Learning Without Fighting: New Developments in PLA Artificial Intelligence War-Gaming
Publication: China Brief
By: Elsa Kania
The Jamestown Foundation
The Opportunities and Challenges of Intelligentization
A lack of recent experience in combat is often characterized as a major liability and potential disadvantage for the Chinese People’s Liberation Army (PLA) in any future conflict scenario.  Despite notable advances in its capabilities in recent years, apparent shortcomings remain in the “software” of the PLA’s training and readiness, and perhaps even its will to fight and courage (China Brief, December 1, 2016). The People’s Republic of China (PRC) has not been at war since its 1979 conflict with Vietnam—of which several current military leaders, including members of the Central Military Commission, are veterans—and there are intense concerns today about the perils of “peace disease.” Today, the PLA’s contemporary experiences in military operations other than war (MOOTW), including counter-piracy and peacekeeping operations, offer only limited experience of direct relevance to potential high-end conflict scenarios. In future fights, the PLA could confront a range of difficulties that could include the apparent rigidity of its command structure, and the relative inexperience of its officers and enlisted personnel. Despite major reforms, the PLA could continue to struggle with joint operations, even as it seeks to leverage a new doctrinal approach that is still being formulated (Diplomat, June 6, 2017). At the same time, the PLA is redoubling its efforts in military innovation, rapidly developing and looking to operationalize emerging technologies—particularly artificial intelligence (AI)—that may require major adaptations in concepts, structures, and training.

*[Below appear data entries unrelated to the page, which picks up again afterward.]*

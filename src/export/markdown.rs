//! Markdown renderer.
//!
//! Mostly a pass-through: the body already is the editor's markdown dialect,
//! so this path only normalizes the surrounding structure (title heading,
//! metadata header, URL section) and substitutes image placeholders.

use crate::domain::Note;
use crate::export::{ExportContext, ExportOptions, format_timestamp, replace_images};

/// Renders a note as a normalized markdown document.
pub fn render_markdown(note: &Note, options: &ExportOptions, context: &ExportContext) -> String {
    let mut out = String::new();

    out.push_str(&format!("# {}\n\n", note.title()));

    let meta = metadata_lines(note, options, context);
    if !meta.is_empty() {
        for line in &meta {
            out.push_str(line);
            out.push('\n');
        }
        out.push_str("\n---\n\n");
    }

    out.push_str(&replace_images(note.content()));

    if options.include_urls && !note.urls().is_empty() {
        if !out.ends_with('\n') {
            out.push('\n');
        }
        out.push_str("\n---\n\n## 参考URL\n\n");
        for entry in note.urls() {
            match &entry.title {
                Some(title) => out.push_str(&format!("- [{}]({})\n", title, entry.url)),
                None => out.push_str(&format!("- {}\n", entry.url)),
            }
        }
    }

    out
}

fn metadata_lines(note: &Note, options: &ExportOptions, context: &ExportContext) -> Vec<String> {
    let mut lines = Vec::new();
    if options.include_category && !context.category_path.is_empty() {
        lines.push(format!("**カテゴリ**: {}", context.category_path));
    }
    if options.include_tags && !context.tag_names.is_empty() {
        let tags: Vec<String> = context
            .tag_names
            .iter()
            .map(|t| format!("`#{t}`"))
            .collect();
        lines.push(format!("**タグ**: {}", tags.join(" ")));
    }
    if options.include_created {
        lines.push(format!("**作成日時**: {}", format_timestamp(note.created())));
    }
    if options.include_updated {
        lines.push(format!("**更新日時**: {}", format_timestamp(note.updated())));
    }
    lines
}
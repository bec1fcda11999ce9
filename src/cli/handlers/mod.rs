//! Command handlers for the CLI.

mod completions;
mod export;
mod preview;

pub use completions::handle_completions;
pub use export::{ExportResult, handle_export};
pub use preview::handle_preview;

use crate::cli::{ExportArgs, PreviewArgs};
use crate::export::{ExportFormat, ExportOptions};

/// Builds the pipeline options shared by `export` and `preview`.
fn export_options(
    format: ExportFormat,
    no_category: bool,
    no_tags: bool,
    no_created: bool,
    no_updated: bool,
    no_urls: bool,
    file_name: Option<String>,
) -> ExportOptions {
    ExportOptions {
        format,
        include_category: !no_category,
        include_tags: !no_tags,
        include_created: !no_created,
        include_updated: !no_updated,
        include_urls: !no_urls,
        file_name,
    }
}

impl ExportArgs {
    pub(crate) fn to_options(&self, format: ExportFormat) -> ExportOptions {
        export_options(
            format,
            self.no_category,
            self.no_tags,
            self.no_created,
            self.no_updated,
            self.no_urls,
            self.name.clone(),
        )
    }
}

impl PreviewArgs {
    pub(crate) fn to_options(&self, format: ExportFormat) -> ExportOptions {
        export_options(
            format,
            self.no_category,
            self.no_tags,
            self.no_created,
            self.no_updated,
            self.no_urls,
            None,
        )
    }
}
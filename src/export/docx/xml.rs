//! WordprocessingML part writers.
//!
//! Each function renders one XML part of the OPC container. quick-xml
//! handles escaping of text and attribute values.

use chrono::{DateTime, Utc};
use quick_xml::Writer;
use quick_xml::events::{BytesDecl, BytesEnd, BytesStart, BytesText, Event};

use crate::export::docx::document::{CODE_FILL, DocModel, MONO_FONT, Para, ParaBorder, Run};

const NS_W: &str = "http://schemas.openxmlformats.org/wordprocessingml/2006/main";
const NS_R: &str = "http://schemas.openxmlformats.org/officeDocument/2006/relationships";
const NS_RELS: &str = "http://schemas.openxmlformats.org/package/2006/relationships";

const REL_OFFICE_DOC: &str =
    "http://schemas.openxmlformats.org/officeDocument/2006/relationships/officeDocument";
const REL_CORE_PROPS: &str =
    "http://schemas.openxmlformats.org/package/2006/relationships/metadata/core-properties";
const REL_STYLES: &str =
    "http://schemas.openxmlformats.org/officeDocument/2006/relationships/styles";
const REL_HEADER: &str =
    "http://schemas.openxmlformats.org/officeDocument/2006/relationships/header";
const REL_FOOTER: &str =
    "http://schemas.openxmlformats.org/officeDocument/2006/relationships/footer";
const REL_HYPERLINK: &str =
    "http://schemas.openxmlformats.org/officeDocument/2006/relationships/hyperlink";

// Fixed relationship ids inside word/document.xml.rels; hyperlinks follow.
const RID_STYLES: &str = "rId1";
const RID_HEADER: &str = "rId2";
const RID_FOOTER: &str = "rId3";
const HYPERLINK_RID_BASE: usize = 4;

/// Relationship id for the hyperlink at `index` in `DocModel::hyperlinks`.
fn hyperlink_rid(index: usize) -> String {
    format!("rId{}", HYPERLINK_RID_BASE + index)
}

/// Thin wrapper over the quick-xml writer with element helpers.
struct Xml {
    writer: Writer<Vec<u8>>,
}

impl Xml {
    fn new() -> Result<Self, quick_xml::Error> {
        let mut writer = Writer::new(Vec::new());
        writer.write_event(Event::Decl(BytesDecl::new("1.0", Some("UTF-8"), Some("yes"))))?;
        Ok(Self { writer })
    }

    fn open(&mut self, name: &str, attrs: &[(&str, &str)]) -> Result<(), quick_xml::Error> {
        let mut el = BytesStart::new(name);
        for (k, v) in attrs {
            el.push_attribute((*k, *v));
        }
        self.writer.write_event(Event::Start(el))
    }

    fn close(&mut self, name: &str) -> Result<(), quick_xml::Error> {
        self.writer.write_event(Event::End(BytesEnd::new(name)))
    }

    fn empty(&mut self, name: &str, attrs: &[(&str, &str)]) -> Result<(), quick_xml::Error> {
        let mut el = BytesStart::new(name);
        for (k, v) in attrs {
            el.push_attribute((*k, *v));
        }
        self.writer.write_event(Event::Empty(el))
    }

    fn text(&mut self, text: &str) -> Result<(), quick_xml::Error> {
        self.writer.write_event(Event::Text(BytesText::new(text)))
    }

    /// `<w:t xml:space="preserve">text</w:t>`
    fn w_text(&mut self, text: &str) -> Result<(), quick_xml::Error> {
        self.open("w:t", &[("xml:space", "preserve")])?;
        self.text(text)?;
        self.close("w:t")
    }

    fn finish(self) -> Vec<u8> {
        self.writer.into_inner()
    }
}
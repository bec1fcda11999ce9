//! Fluent wrapper around assert_cmd::Command.

// Allow dead code since this is a test utility with methods for future tests
#![allow(dead_code)]

use assert_cmd::Command;
use serde::de::DeserializeOwned;
use std::path::{Path, PathBuf};

/// Fluent wrapper around `assert_cmd::Command` for the `kiroku` binary.
///
/// Provides a builder-style API for constructing and executing CLI commands.
pub struct KirokuCommand {
    args: Vec<String>,
    config_home: Option<PathBuf>,
}

impl KirokuCommand {
    /// Creates a new command for the `kiroku` binary.
    pub fn new() -> Self {
        Self {
            args: Vec::new(),
            config_home: None,
        }
    }

    /// Sets the `--output` option to specify the export directory.
    pub fn output(mut self, path: &Path) -> Self {
        self.args.push("--output".to_string());
        self.args.push(path.to_string_lossy().to_string());
        self
    }

    /// Points `XDG_CONFIG_HOME` at an isolated directory so the user's real
    /// config file never leaks into a test.
    pub fn config_home(mut self, path: &Path) -> Self {
        self.config_home = Some(path.to_path_buf());
        self
    }

    /// Adds arguments to the command.
    pub fn args<I, S>(mut self, args: I) -> Self
    where
        I: IntoIterator<Item = S>,
        S: AsRef<str>,
    {
        self.args
            .extend(args.into_iter().map(|s| s.as_ref().to_string()));
        self
    }

    /// Returns the current arguments (for testing).
    pub fn get_args(&self) -> &[String] {
        &self.args
    }

    /// Runs the command and returns an Assert for making assertions.
    pub fn assert(self) -> assert_cmd::assert::Assert {
        let mut cmd = Command::cargo_bin("kiroku").expect("Failed to find kiroku binary");
        if let Some(home) = &self.config_home {
            cmd.env("XDG_CONFIG_HOME", home);
        }
        cmd.args(&self.args);
        cmd.assert()
    }

    /// Runs the command, expects success, and returns stdout as a string.
    pub fn output_success(self) -> String {
        let output = self.assert().success().get_output().stdout.clone();
        String::from_utf8(output).expect("Output was not valid UTF-8")
    }

    /// Runs the command, expects success, and parses stdout as JSON.
    pub fn output_json<T: DeserializeOwned>(self) -> T {
        let output = self.output_success();
        serde_json::from_str(&output).expect("Failed to parse output as JSON")
    }

    // ===========================================
    // Command Shortcuts
    // ===========================================

    /// Configures for the `export` command with input files.
    pub fn export<I, S>(self, files: I) -> Self
    where
        I: IntoIterator<Item = S>,
        S: AsRef<str>,
    {
        self.args(["export"]).args(files)
    }

    /// Configures for the `preview` command with a file.
    pub fn preview(self, file: &str) -> Self {
        self.args(["preview", file])
    }

    /// Adds `--format <fmt>` to the command.
    pub fn format(self, fmt: &str) -> Self {
        self.args(["--format", fmt])
    }

    // ===========================================
    // Format Options
    // ===========================================

    /// Adds `--cli-format json` to the command.
    pub fn cli_format_json(self) -> Self {
        self.args(["--cli-format", "json"])
    }

    /// Adds `--cli-format paths` to the command.
    pub fn cli_format_paths(self) -> Self {
        self.args(["--cli-format", "paths"])
    }
}

impl Default for KirokuCommand {
    fn default() -> Self {
        Self::new()
    }
}

#[cfg(test)]
mod tests {
    use super::*;
    use tempfile::TempDir;

    #[test]
    fn test_command_runs_binary() {
        KirokuCommand::new().args(["--help"]).assert().success();
    }

    #[test]
    fn test_command_with_output() {
        let temp = TempDir::new().unwrap();
        let cmd = KirokuCommand::new().output(temp.path());
        let args = cmd.get_args();
        assert_eq!(args[0], "--output");
        assert_eq!(args[1], temp.path().to_string_lossy());
    }

    #[test]
    fn test_command_shortcuts() {
        let cmd = KirokuCommand::new().export(["a.md"]).format("markdown");
        let args = cmd.get_args();
        assert!(args.contains(&"export".to_string()));
        assert!(args.contains(&"a.md".to_string()));
        assert!(args.contains(&"--format".to_string()));
        assert!(args.contains(&"markdown".to_string()));
    }
}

For the PLA, Xi Jinping’s exhortation to prepare to “fight and win” future wars may thus prove a daunting endeavor. How is the PLA attempting to overcome such critical challenges? While seeking to enhance the realism and sophistication of “actual combat” (shizhan, 实战) training, the PLA is also expanding its activities in war-gaming and adopting new techniques in training, including the use of virtual reality to enhance realism and enable psychological conditioning (Xinhua, January 17, 2017). In this regard, these aspects of the PLA’s exploration of new directions in military innovation will inform its response to what it sees as a “Revolution in Military Affairs” (junshi geming, 军事革命), or RMA, which is catalyzed and deepened by today’s emerging technologies (Xinhua, August 20, 2014). In particular, AI is seen as a critical strategic technology that is transforming today’s “informatized” (xinxihua, 信息化) warfare to future “intelligentized” (zhinenghua, 智能化) warfare (CNAS, November 2017).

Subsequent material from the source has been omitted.